### Material to process
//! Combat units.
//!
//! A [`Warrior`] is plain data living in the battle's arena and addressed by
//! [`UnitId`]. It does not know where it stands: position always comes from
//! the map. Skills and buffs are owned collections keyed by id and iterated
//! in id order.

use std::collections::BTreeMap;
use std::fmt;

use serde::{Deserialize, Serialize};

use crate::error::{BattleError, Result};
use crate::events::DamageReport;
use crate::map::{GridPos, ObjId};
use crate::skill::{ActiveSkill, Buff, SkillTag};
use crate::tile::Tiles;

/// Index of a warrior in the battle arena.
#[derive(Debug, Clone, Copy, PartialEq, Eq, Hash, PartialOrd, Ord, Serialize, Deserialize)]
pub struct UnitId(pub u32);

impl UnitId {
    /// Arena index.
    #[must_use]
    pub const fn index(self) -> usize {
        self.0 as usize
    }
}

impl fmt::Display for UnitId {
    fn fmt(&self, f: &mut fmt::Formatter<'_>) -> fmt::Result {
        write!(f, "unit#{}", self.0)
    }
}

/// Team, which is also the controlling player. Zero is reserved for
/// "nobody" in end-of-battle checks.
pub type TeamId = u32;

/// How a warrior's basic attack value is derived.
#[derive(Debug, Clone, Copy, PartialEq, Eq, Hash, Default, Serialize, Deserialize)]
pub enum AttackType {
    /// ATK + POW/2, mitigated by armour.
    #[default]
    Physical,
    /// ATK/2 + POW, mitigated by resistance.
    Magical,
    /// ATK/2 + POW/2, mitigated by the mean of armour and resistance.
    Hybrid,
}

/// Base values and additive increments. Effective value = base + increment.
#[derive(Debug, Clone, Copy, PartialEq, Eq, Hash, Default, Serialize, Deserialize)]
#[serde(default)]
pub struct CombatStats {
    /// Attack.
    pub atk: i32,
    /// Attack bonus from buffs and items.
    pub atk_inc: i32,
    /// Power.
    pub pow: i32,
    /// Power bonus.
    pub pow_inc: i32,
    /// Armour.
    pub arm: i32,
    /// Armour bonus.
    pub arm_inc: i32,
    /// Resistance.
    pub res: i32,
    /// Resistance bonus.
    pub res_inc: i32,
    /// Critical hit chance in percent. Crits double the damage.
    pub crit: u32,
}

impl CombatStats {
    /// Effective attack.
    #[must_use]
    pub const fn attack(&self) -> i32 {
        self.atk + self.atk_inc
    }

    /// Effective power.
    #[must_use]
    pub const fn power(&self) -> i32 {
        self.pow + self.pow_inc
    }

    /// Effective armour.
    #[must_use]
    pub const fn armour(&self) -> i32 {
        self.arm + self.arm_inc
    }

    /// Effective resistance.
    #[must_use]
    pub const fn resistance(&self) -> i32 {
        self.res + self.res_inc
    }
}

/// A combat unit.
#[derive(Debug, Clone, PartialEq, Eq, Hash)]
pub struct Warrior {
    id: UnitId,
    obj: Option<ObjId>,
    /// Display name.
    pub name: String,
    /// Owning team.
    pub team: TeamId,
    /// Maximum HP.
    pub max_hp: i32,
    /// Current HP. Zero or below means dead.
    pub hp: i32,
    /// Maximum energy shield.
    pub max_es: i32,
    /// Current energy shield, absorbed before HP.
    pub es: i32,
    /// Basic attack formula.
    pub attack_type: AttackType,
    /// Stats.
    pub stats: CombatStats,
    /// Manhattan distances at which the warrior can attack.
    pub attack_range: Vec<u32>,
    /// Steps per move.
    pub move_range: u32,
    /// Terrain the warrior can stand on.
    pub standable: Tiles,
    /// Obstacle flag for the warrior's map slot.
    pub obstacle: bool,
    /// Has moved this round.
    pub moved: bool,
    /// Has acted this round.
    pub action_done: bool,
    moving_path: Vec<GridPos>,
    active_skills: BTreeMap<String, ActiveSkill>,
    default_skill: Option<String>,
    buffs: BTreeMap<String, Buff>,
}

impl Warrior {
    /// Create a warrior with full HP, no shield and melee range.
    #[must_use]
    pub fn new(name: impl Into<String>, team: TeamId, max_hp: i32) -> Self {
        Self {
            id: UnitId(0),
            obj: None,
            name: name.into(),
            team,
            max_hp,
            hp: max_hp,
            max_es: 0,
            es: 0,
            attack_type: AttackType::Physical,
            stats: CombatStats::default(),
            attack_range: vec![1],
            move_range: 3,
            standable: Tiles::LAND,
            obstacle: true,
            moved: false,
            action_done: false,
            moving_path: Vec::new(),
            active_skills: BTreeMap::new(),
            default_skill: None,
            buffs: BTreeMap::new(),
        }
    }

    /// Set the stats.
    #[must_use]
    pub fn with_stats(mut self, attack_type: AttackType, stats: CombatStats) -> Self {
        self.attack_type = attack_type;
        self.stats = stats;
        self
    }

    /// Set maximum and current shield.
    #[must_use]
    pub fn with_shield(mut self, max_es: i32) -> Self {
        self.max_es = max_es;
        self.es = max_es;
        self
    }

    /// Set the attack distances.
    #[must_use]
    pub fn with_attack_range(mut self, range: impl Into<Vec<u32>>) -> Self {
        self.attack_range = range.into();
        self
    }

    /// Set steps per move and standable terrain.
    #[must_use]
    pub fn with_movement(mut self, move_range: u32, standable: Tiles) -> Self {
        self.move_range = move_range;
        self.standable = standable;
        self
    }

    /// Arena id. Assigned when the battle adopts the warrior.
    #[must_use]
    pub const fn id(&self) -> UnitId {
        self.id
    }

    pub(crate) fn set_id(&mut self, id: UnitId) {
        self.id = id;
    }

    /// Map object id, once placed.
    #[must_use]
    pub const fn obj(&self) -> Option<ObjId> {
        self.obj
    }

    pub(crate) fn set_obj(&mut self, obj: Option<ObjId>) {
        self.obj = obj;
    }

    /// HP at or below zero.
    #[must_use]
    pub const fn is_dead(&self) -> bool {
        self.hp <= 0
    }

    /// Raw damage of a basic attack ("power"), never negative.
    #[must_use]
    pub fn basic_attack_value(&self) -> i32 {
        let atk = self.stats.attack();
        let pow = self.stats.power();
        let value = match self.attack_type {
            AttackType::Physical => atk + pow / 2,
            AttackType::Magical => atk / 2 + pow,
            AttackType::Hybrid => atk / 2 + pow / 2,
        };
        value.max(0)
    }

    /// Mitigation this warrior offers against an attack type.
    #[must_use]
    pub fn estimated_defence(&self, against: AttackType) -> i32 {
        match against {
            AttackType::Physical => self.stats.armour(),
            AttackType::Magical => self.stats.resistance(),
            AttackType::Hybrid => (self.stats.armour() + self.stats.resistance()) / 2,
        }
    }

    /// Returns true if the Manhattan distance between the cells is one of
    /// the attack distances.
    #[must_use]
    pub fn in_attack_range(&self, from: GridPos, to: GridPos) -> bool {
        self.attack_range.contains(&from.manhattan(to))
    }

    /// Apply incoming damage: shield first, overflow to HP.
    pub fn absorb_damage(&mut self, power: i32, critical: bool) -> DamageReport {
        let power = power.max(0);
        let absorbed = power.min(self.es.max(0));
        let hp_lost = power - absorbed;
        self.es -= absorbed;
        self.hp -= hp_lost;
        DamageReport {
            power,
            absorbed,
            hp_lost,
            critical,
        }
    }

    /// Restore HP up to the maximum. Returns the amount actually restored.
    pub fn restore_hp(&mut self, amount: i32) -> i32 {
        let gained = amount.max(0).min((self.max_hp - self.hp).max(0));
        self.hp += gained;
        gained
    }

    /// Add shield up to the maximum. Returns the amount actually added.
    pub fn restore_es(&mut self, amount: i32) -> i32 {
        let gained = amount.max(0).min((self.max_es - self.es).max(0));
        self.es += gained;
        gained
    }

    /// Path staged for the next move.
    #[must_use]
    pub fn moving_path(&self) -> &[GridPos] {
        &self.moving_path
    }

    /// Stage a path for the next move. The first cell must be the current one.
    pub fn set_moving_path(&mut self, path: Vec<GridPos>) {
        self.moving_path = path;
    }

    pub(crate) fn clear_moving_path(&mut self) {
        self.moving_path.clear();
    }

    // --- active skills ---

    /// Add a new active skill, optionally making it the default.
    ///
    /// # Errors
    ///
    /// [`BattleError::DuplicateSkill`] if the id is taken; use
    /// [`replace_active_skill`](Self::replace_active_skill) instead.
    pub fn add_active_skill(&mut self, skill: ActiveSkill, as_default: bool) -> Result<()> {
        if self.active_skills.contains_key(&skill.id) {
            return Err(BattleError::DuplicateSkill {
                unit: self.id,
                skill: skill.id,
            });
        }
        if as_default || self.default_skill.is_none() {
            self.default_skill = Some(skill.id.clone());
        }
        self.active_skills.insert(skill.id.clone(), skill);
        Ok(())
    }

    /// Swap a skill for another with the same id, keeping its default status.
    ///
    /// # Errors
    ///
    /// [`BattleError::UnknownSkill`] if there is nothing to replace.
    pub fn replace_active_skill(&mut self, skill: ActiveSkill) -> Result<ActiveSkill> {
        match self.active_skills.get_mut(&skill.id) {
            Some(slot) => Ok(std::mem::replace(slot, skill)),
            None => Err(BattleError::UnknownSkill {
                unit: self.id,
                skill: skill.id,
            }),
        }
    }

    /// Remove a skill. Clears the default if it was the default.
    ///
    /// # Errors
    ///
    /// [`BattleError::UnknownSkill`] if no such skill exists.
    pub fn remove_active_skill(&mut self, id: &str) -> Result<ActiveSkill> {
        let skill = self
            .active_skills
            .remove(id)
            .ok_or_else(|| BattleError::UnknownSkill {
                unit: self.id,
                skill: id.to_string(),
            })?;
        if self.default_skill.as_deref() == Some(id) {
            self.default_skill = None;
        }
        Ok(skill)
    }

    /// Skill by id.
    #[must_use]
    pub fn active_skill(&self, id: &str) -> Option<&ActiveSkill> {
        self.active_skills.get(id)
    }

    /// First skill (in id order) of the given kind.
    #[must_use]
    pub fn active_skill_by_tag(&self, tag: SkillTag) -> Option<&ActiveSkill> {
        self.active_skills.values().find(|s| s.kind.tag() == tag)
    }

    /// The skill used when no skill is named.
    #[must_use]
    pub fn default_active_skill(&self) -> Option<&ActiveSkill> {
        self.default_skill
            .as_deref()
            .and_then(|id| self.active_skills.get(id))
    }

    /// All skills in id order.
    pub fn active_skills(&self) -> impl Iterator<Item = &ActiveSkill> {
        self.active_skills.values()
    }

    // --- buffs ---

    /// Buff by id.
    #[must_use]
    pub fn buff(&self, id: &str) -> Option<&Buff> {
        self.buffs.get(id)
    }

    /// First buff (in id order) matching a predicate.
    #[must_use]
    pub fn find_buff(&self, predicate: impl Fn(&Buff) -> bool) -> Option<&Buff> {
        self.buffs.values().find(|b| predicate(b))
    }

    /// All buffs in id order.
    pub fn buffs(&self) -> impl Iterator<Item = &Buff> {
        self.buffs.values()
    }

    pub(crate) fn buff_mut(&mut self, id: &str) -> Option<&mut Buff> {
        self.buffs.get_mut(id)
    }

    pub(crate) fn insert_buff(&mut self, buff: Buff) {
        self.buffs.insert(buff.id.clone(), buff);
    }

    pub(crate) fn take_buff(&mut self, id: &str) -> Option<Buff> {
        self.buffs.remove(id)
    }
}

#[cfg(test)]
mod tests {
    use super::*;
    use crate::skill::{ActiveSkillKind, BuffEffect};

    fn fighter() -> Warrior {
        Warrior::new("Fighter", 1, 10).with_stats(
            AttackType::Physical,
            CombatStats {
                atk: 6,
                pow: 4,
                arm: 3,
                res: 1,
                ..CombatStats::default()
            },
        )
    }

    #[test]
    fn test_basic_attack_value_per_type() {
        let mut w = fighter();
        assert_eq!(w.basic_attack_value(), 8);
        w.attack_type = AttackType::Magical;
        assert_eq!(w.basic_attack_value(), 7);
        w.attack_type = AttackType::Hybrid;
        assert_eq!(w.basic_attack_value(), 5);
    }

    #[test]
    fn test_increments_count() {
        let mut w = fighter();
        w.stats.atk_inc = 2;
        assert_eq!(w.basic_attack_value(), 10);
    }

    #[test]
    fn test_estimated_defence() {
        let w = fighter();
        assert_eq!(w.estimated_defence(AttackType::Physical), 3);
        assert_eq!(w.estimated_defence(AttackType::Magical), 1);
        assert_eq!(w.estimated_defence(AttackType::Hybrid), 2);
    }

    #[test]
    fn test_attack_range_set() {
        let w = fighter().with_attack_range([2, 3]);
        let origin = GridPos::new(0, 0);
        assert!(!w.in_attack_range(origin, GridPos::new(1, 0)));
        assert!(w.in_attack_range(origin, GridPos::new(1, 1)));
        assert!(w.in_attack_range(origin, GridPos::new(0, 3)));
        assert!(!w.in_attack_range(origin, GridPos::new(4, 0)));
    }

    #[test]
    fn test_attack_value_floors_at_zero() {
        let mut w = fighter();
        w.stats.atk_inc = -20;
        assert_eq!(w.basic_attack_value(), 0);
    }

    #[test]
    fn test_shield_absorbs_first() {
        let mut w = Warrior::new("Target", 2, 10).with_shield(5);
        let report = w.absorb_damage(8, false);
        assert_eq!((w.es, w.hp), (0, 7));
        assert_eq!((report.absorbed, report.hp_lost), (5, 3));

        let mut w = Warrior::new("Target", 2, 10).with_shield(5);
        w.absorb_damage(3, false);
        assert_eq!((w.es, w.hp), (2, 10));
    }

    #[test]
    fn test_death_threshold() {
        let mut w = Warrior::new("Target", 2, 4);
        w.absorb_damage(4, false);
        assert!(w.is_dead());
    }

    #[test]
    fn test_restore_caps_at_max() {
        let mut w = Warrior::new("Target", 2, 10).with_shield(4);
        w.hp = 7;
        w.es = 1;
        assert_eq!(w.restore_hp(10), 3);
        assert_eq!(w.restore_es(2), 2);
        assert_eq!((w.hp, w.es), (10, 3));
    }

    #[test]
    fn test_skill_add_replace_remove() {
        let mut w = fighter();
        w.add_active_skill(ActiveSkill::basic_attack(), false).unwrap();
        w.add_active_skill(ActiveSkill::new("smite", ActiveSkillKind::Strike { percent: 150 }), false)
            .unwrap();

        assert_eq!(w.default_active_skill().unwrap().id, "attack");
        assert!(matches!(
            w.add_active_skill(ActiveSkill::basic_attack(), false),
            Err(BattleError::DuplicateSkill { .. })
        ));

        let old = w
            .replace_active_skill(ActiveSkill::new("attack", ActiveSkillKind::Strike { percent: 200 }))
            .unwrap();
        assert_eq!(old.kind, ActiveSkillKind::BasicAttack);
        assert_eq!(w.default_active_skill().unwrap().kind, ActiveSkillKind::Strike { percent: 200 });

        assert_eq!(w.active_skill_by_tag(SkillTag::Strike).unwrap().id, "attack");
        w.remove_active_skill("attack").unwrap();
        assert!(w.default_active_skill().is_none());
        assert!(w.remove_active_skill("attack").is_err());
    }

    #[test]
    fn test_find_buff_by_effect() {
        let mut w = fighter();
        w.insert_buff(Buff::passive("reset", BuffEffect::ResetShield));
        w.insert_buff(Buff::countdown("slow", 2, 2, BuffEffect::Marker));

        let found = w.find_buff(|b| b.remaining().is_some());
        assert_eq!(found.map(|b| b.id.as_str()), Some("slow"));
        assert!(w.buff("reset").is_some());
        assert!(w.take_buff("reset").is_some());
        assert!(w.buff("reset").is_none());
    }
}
######
[Task requirements]
Look through the records and copy every line that has the word "amount".

[Answer area]
    /// Restore HP up to the maximum. Returns the amount actually restored.
    pub fn restore_hp(&mut self, amount: i32) -> i32 {
        let gained = amount.max(0).min((self.max_hp - self.hp).max(0));
    /// Add shield up to the maximum. Returns the amount actually added.
    pub fn restore_es(&mut self, amount: i32) -> i32 {
        let gained = amount.max(0).min((self.max_es - self.es).max(0));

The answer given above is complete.